The High Street has a long-established bakery, delis,
traditional fruit and vegetable stores. Wimbledon Village
has something for everyone whether you want to shop,
eat or ride a horse around the beautifully landscaped
After spending time in London's beautiful outdoors,
try some of London's intellectual havens. The British
Library is the national library of the United Kingdom
and one of the world's greatest libraries. The Library
is only a block away from King Cross Station, Victoria
Line. The Library is open seven days a week and offers
more than just books. There is a free exhibition gallery,
a bookstore and several cafés and restaurants. Starting
next month the exhibition is Front Page: Celebrating
100 Years of the British Newspaper 1906-2006. The
exhibition will examine the growth and development of
British newspapers in the last 100 years. The highlight
will be an interactive virtual newsroom where visitors
can experience the excitement of being a journalist.
Visitors will be able to compile their own front page
by selecting stories, headlines and images.

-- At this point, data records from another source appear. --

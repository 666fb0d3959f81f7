//! Core types for the request pipeline
//!
//! Defines the data passed through one submission:
//! - Session identity and per-run metadata
//! - The inputs handed to the crew
//! - The report and its export form
//! - The execution outcome

use crate::error::ErrorCategory;
use crate::validation::Topic;
use chrono::{DateTime, Utc};
use serde::{Deserialize, Serialize};
use serde_json::{Map, Value};
use ulid::Ulid;

/// Interface tag attached to every session
pub const INTERFACE_TAG: &str = "ui";

/// Opaque session identifier (ULID for sortability)
///
/// Generated once per UI session and shared by every submission in it.
#[derive(Debug, Clone, Copy, PartialEq, Eq, PartialOrd, Ord, Hash, Serialize, Deserialize)]
pub struct SessionId(pub Ulid);

impl SessionId {
    /// Generate new session ID
    #[inline]
    #[must_use]
    pub fn new() -> Self {
        Self(Ulid::new())
    }
}

impl Default for SessionId {
    fn default() -> Self {
        Self::new()
    }
}

impl std::fmt::Display for SessionId {
    fn fmt(&self, f: &mut std::fmt::Formatter<'_>) -> std::fmt::Result {
        write!(f, "session_{}", self.0)
    }
}

/// Advisory tags for one pipeline run
#[derive(Debug, Clone, PartialEq, Eq, Serialize)]
pub struct SessionMetadata {
    /// Session the run belongs to
    #[serde(serialize_with = "serialize_display")]
    pub session_id: SessionId,
    /// Validated topic
    pub topic: Topic,
    /// Submission time
    #[serde(rename = "timestamp")]
    pub submitted_at: DateTime<Utc>,
    /// Interface tag, always [`INTERFACE_TAG`]
    pub interface: &'static str,
    /// Whether an observability backend is active
    pub observability_enabled: bool,
}

impl SessionMetadata {
    /// Build metadata for a run submitted now
    #[must_use]
    pub fn new(session_id: SessionId, topic: Topic, observability_enabled: bool) -> Self {
        Self::at(session_id, topic, Utc::now(), observability_enabled)
    }

    /// Build metadata with an explicit submission time
    #[must_use]
    pub fn at(
        session_id: SessionId,
        topic: Topic,
        submitted_at: DateTime<Utc>,
        observability_enabled: bool,
    ) -> Self {
        Self {
            session_id,
            topic,
            submitted_at,
            interface: INTERFACE_TAG,
            observability_enabled,
        }
    }
}

fn serialize_display<S, T>(value: &T, serializer: S) -> Result<S::Ok, S::Error>
where
    S: serde::Serializer,
    T: std::fmt::Display,
{
    serializer.collect_str(value)
}

/// Inputs handed to the crew for one run
#[derive(Debug, Clone, PartialEq, Eq)]
pub struct CrewInputs {
    /// Research topic
    pub topic: Topic,
    /// Year the crew should treat as current
    pub current_year: i32,
    /// Advisory metadata; the crew may ignore it
    pub session_metadata: SessionMetadata,
}

impl CrewInputs {
    /// Key/value map in the shape the crew's kickoff expects
    ///
    /// The year is rendered as a string because the crew interpolates it
    /// into its task templates.
    #[must_use]
    pub fn to_kickoff_map(&self) -> Map<String, Value> {
        let mut map = Map::new();
        map.insert("topic".to_string(), Value::String(self.topic.to_string()));
        map.insert(
            "current_year".to_string(),
            Value::String(self.current_year.to_string()),
        );
        // SessionMetadata only holds strings, a bool and a timestamp
        let metadata = serde_json::to_value(&self.session_metadata).unwrap_or(Value::Null);
        map.insert("session_metadata".to_string(), metadata);
        map
    }
}

/// Markdown report produced by the crew
///
/// Opaque: displayed verbatim, never parsed or mutated.
#[derive(Debug, Clone, PartialEq, Eq)]
pub struct Report(String);

impl Report {
    /// Wrap crew output
    #[inline]
    #[must_use]
    pub fn new(markdown: impl Into<String>) -> Self {
        Self(markdown.into())
    }

    /// Markdown text
    #[inline]
    #[must_use]
    pub fn as_markdown(&self) -> &str {
        &self.0
    }

    /// Downloadable form of the report
    ///
    /// Produces bytes only; nothing is written.
    #[must_use]
    pub fn export(&self, session_id: &SessionId) -> ReportExport {
        ReportExport {
            file_name: format!("research_report_{session_id}.md"),
            mime_type: ReportExport::MIME_TYPE,
            bytes: self.0.clone().into_bytes(),
        }
    }
}

/// A report packaged for download
#[derive(Debug, Clone, PartialEq, Eq)]
pub struct ReportExport {
    /// Suggested file name
    pub file_name: String,
    /// Content type
    pub mime_type: &'static str,
    /// Exact report bytes
    pub bytes: Vec<u8>,
}

impl ReportExport {
    /// Content type of exported reports
    pub const MIME_TYPE: &'static str = "text/markdown";
}

/// A categorised, user-readable failure
#[derive(Debug, Clone, PartialEq, Eq)]
pub struct Failure {
    /// Error category
    pub category: ErrorCategory,
    /// Human-readable message
    pub message: String,
}

impl Failure {
    /// Create new failure
    #[inline]
    #[must_use]
    pub fn new(category: ErrorCategory, message: impl Into<String>) -> Self {
        Self {
            category,
            message: message.into(),
        }
    }

    /// Troubleshooting hint for the category
    #[inline]
    #[must_use]
    pub fn hint(&self) -> &'static str {
        self.category.hint()
    }
}

impl std::fmt::Display for Failure {
    fn fmt(&self, f: &mut std::fmt::Formatter<'_>) -> std::fmt::Result {
        write!(f, "{}: {}", self.category.title(), self.message)
    }
}

/// Result of one submission
#[derive(Debug, Clone, PartialEq, Eq)]
pub enum ExecutionOutcome {
    /// The crew produced a report
    Success(Report),
    /// Validation rejected the topic or the crew call failed
    Failure(Failure),
}

impl ExecutionOutcome {
    /// Check if the run produced a report
    #[inline]
    #[must_use]
    pub fn is_success(&self) -> bool {
        matches!(self, Self::Success(_))
    }

    /// Report, if any
    #[inline]
    #[must_use]
    pub fn report(&self) -> Option<&Report> {
        match self {
            Self::Success(report) => Some(report),
            Self::Failure(_) => None,
        }
    }

    /// Failure category, if any
    #[inline]
    #[must_use]
    pub fn category(&self) -> Option<ErrorCategory> {
        match self {
            Self::Success(_) => None,
            Self::Failure(failure) => Some(failure.category),
        }
    }
}

#[cfg(test)]
mod tests {
    use super::*;
    use crate::validation::TopicRules;
    use chrono::TimeZone;

    fn topic(text: &str) -> Topic {
        Topic::parse(text, &TopicRules::default()).unwrap()
    }

    #[test]
    fn session_id_format() {
        let id = SessionId::new();
        let rendered = id.to_string();
        assert!(rendered.starts_with("session_"));
        assert_eq!(rendered.len(), "session_".len() + 26);
    }

    #[test]
    fn session_ids_are_unique() {
        assert_ne!(SessionId::new(), SessionId::new());
    }

    #[test]
    fn kickoff_map_shape() {
        let session_id = SessionId::new();
        let submitted_at = Utc.with_ymd_and_hms(2025, 1, 6, 10, 0, 0).unwrap();
        let inputs = CrewInputs {
            topic: topic("Test Topic"),
            current_year: 2025,
            session_metadata: SessionMetadata::at(session_id, topic("Test Topic"), submitted_at, true),
        };

        let map = inputs.to_kickoff_map();
        assert_eq!(map["topic"], "Test Topic");
        assert_eq!(map["current_year"], "2025");

        let metadata = &map["session_metadata"];
        assert_eq!(metadata["session_id"], session_id.to_string());
        assert_eq!(metadata["topic"], "Test Topic");
        assert_eq!(metadata["timestamp"], "2025-01-06T10:00:00Z");
        assert_eq!(metadata["interface"], "ui");
        assert_eq!(metadata["observability_enabled"], true);
    }

    #[test]
    fn export_keeps_bytes_verbatim() {
        let markdown = "# Report\n\n* one\n* two\n";
        let report = Report::new(markdown);
        let session_id = SessionId::new();

        let export = report.export(&session_id);
        assert_eq!(export.bytes, markdown.as_bytes());
        assert_eq!(export.mime_type, "text/markdown");
        assert_eq!(export.file_name, format!("research_report_{session_id}.md"));
    }

    #[test]
    fn outcome_accessors() {
        let ok = ExecutionOutcome::Success(Report::new("# ok"));
        assert!(ok.is_success());
        assert_eq!(ok.report().map(Report::as_markdown), Some("# ok"));
        assert_eq!(ok.category(), None);

        let failed = ExecutionOutcome::Failure(Failure::new(ErrorCategory::Connection, "refused"));
        assert!(!failed.is_success());
        assert_eq!(failed.category(), Some(ErrorCategory::Connection));
        assert!(failed.report().is_none());
    }
}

Visitors
may print out the front page and take it home as a souvenir.
Guided tours of the British Library are available most
days of the week for £6.00. Audio guides are also offered.
Sir John Soane's
This museum is found on the north side of Lincoln's
Inn Field, one of the oldest and largest garden squares
in London. If traveling by tube, use the Piccadilly
Line until Holborn. The museum is free. It is opened
Tuesday thru Saturday 10am-5pm. The Sir John Soane's
Museum has been open since the early 19th century. After
being Professor of Architecture at the Royal Academy,
Sir Soane wanted to open his house to students to allow
them to use his books and models following his lectures
at the Academy. In 1833, Soane negotiated an Act of
Parliament to preserve the house and collection for
the benefit of "amateurs and students." Upon his death
in 1837, the Act came into effect. Ever since, Sir John
Soane's Museum has been open to the public.

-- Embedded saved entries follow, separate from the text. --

//! OTLP export of research session spans
//!
//! `news_core::init_observability` decides whether the configuration is
//! usable; this module builds the exporter behind it. The provider and its
//! HTTP client must be created and shut down outside the tokio runtime.

use news_core::{
    init_observability, NoopObservability, Observability, Sampler, TelemetryConfig,
    TracingObservability,
};
use opentelemetry::trace::TracerProvider as _;
use opentelemetry_otlp::{SpanExporter, WithExportConfig};
use opentelemetry_sdk::trace::{Sampler as SdkSampler, SdkTracerProvider};
use opentelemetry_sdk::Resource;
use std::sync::Arc;
use tracing::level_filters::LevelFilter;
use tracing_subscriber::filter::Targets;
use tracing_subscriber::{Layer, Registry};

/// Spans and events from these targets are exported regardless of the
/// stderr log level.
const EXPORTED_TARGET: &str = "news_core";
const TRACER_NAME: &str = "ai-news-crew";

pub(crate) type BoxedLayer = Box<dyn Layer<Registry> + Send + Sync + 'static>;

pub(crate) struct Telemetry {
    observability: Arc<dyn Observability>,
    provider: Option<SdkTracerProvider>,
}

impl Telemetry {
    /// Build the exporter for an enabled, valid configuration
    ///
    /// Never fails: an exporter that cannot be built yields the "Disabled"
    /// indicator instead.
    pub(crate) fn init(config: &TelemetryConfig) -> Self {
        let checked = init_observability(config);
        if !checked.status().is_active() {
            return Self {
                observability: checked,
                provider: None,
            };
        }

        match build_provider(config) {
            Ok(provider) => Self {
                // Sampling happens in the provider
                observability: Arc::new(TracingObservability::new(
                    config.service_name.trim(),
                    config.otlp_endpoint.trim(),
                    Sampler::AlwaysOn,
                )),
                provider: Some(provider),
            },
            Err(reason) => {
                tracing::warn!("observability disabled: {}", reason);
                Self::disabled(reason)
            }
        }
    }

    pub(crate) fn disabled(reason: impl Into<String>) -> Self {
        Self {
            observability: Arc::new(NoopObservability::new(reason)),
            provider: None,
        }
    }

    pub(crate) fn observability(&self) -> Arc<dyn Observability> {
        Arc::clone(&self.observability)
    }

    /// Layer bridging `tracing` spans to the exporter, with its own filter
    pub(crate) fn layer(&self) -> Option<BoxedLayer> {
        let provider = self.provider.as_ref()?;
        let filter = Targets::new().with_target(EXPORTED_TARGET, LevelFilter::INFO);
        Some(
            tracing_opentelemetry::layer()
                .with_tracer(provider.tracer(TRACER_NAME))
                .with_filter(filter)
                .boxed(),
        )
    }

    /// Flush pending spans
    pub(crate) fn shutdown(self) {
        if let Some(provider) = self.provider {
            if let Err(e) = provider.shutdown() {
                tracing::warn!("failed to flush traces: {}", e);
            }
        }
    }
}

fn build_provider(config: &TelemetryConfig) -> Result<SdkTracerProvider, String> {
    let sampler = Sampler::parse(&config.traces_sampler, config.traces_sampler_arg)?;
    let endpoint = format!("{}/v1/traces", config.otlp_endpoint.trim().trim_end_matches('/'));

    let exporter = SpanExporter::builder()
        .with_http()
        .with_endpoint(endpoint)
        .build()
        .map_err(|e| format!("failed to build OTLP exporter: {e}"))?;

    Ok(SdkTracerProvider::builder()
        .with_batch_exporter(exporter)
        .with_sampler(sdk_sampler(sampler))
        .with_resource(
            Resource::builder()
                .with_service_name(config.service_name.trim().to_string())
                .build(),
        )
        .build())
}

fn sdk_sampler(sampler: Sampler) -> SdkSampler {
    match sampler {
        Sampler::AlwaysOn => SdkSampler::AlwaysOn,
        Sampler::AlwaysOff => SdkSampler::AlwaysOff,
        Sampler::TraceIdRatio(ratio) => {
            SdkSampler::ParentBased(Box::new(SdkSampler::TraceIdRatioBased(ratio)))
        }
    }
}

This market is a beautiful area with its cobbled walkways
and glass roofs. To get to Leadenhall Market, take the
Central Line to Bank Station.Trivia for Harry Potter
fans: In the Harry Potter films, this market was used
as Diagon Alley and the Leaky Cauldron. Leadenhall Markey
is located between Gracechurch Street and Lime Street.

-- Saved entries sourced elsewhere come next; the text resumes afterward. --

use talant_shared::{OwnerId, ProfileId};
use tracing::{debug, info};

use crate::error::{Result, StoreError};
use crate::models::{ProfileFields, ProfileRecord};
use crate::store::ProfileStore;

impl ProfileStore {
    pub fn list(&self) -> Result<Vec<ProfileRecord>> {
        self.load()
    }

    pub fn get_by_id(&self, id: &ProfileId) -> Result<Option<ProfileRecord>> {
        self.read(|records| records.iter().find(|r| &r.id == id).cloned())
    }

    pub fn get_by_owner(&self, owner: &OwnerId) -> Result<Option<ProfileRecord>> {
        self.read(|records| records.iter().find(|r| &r.owner_id == owner).cloned())
    }

    /// Create the owner's profile. Each owner may hold at most one.
    pub fn create(&self, owner: &OwnerId, fields: ProfileFields) -> Result<ProfileRecord> {
        fields.validate()?;

        let record = self.modify(|records| {
            if records.iter().any(|r| &r.owner_id == owner) {
                debug!(owner = %owner, "profile already exists");
                return Err(StoreError::DuplicateOwner);
            }
            let record = ProfileRecord::new(owner.clone(), fields);
            records.push(record.clone());
            Ok(record)
        })?;

        info!(id = %record.id, owner = %owner, "profile created");
        Ok(record)
    }

    /// Replace the editable fields of the profile matching both `id` and
    /// `owner`. A wrong id and a foreign owner fail the same way.
    pub fn update(
        &self,
        id: &ProfileId,
        owner: &OwnerId,
        fields: ProfileFields,
    ) -> Result<ProfileRecord> {
        fields.validate()?;

        let record = self.modify(|records| {
            let record = records
                .iter_mut()
                .find(|r| &r.id == id && &r.owner_id == owner)
                .ok_or_else(|| {
                    debug!(id = %id, owner = %owner, "profile not found or access denied");
                    StoreError::ForbiddenOrNotFound
                })?;
            record.apply(fields);
            Ok(record.clone())
        })?;

        info!(id = %id, owner = %owner, "profile updated");
        Ok(record)
    }

    /// Remove the owner's profile. Its photo is detached before the record
    /// leaves the collection.
    pub fn delete(&self, owner: &OwnerId) -> Result<ProfileRecord> {
        let removed = self.modify(|records| {
            let index = records
                .iter()
                .position(|r| &r.owner_id == owner)
                .ok_or(StoreError::NotFound)?;
            self.detach_record(&mut records[index]);
            Ok(records.remove(index))
        })?;

        info!(id = %removed.id, owner = %owner, "profile deleted");
        Ok(removed)
    }
}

The market started as a meat and fish market in the
14th Century. In 1881, the city's architect designed
the wrought iron and glass roof. Today, the market is
a thriving retail center. It is a great place to shop,
eat or just relax.
The British Museum is a wonderful collection with
more artifacts than one people can see in a week. The
museum is located near Russell Square Station, Piccadilly
Line, on the opposite end of square. The museum is free
to the public and is open from 10am-5.30pm. 90 minute
guided tours are available everyday for £8.00. The museum
also offers a array of audio tours for £3.50. Some of
the current exhibitions at the British Museum are Michelangelo
Drawings: Closer to the Master, Rembrandt: The
Three Crosses, and The Sainsbury African Gallery.
The museum is definitely worth a trip if you have any
interest in history whatsoever.
If you are looking for a some authentic English food,
try the Royal Oak. To get there, take the ZZZ line to
ZZZ station. The Royal Oak is located on Tabard Street.This
traditional English pub has won several London Pub
of the Year awards. The pub is cozy and friendly
and the food is tasty and reasonably priced. One of
the best dishes is the sausage and mash (£4.95). Five
Harvey's beer and a seasonal beer are available (£2.30-
£2.70). The Royal Oak provides a good English meal and
a chance to talk to some true Londoners.
Of course, the best part of visiting a new place is
to discover your own favorite places to go to and see.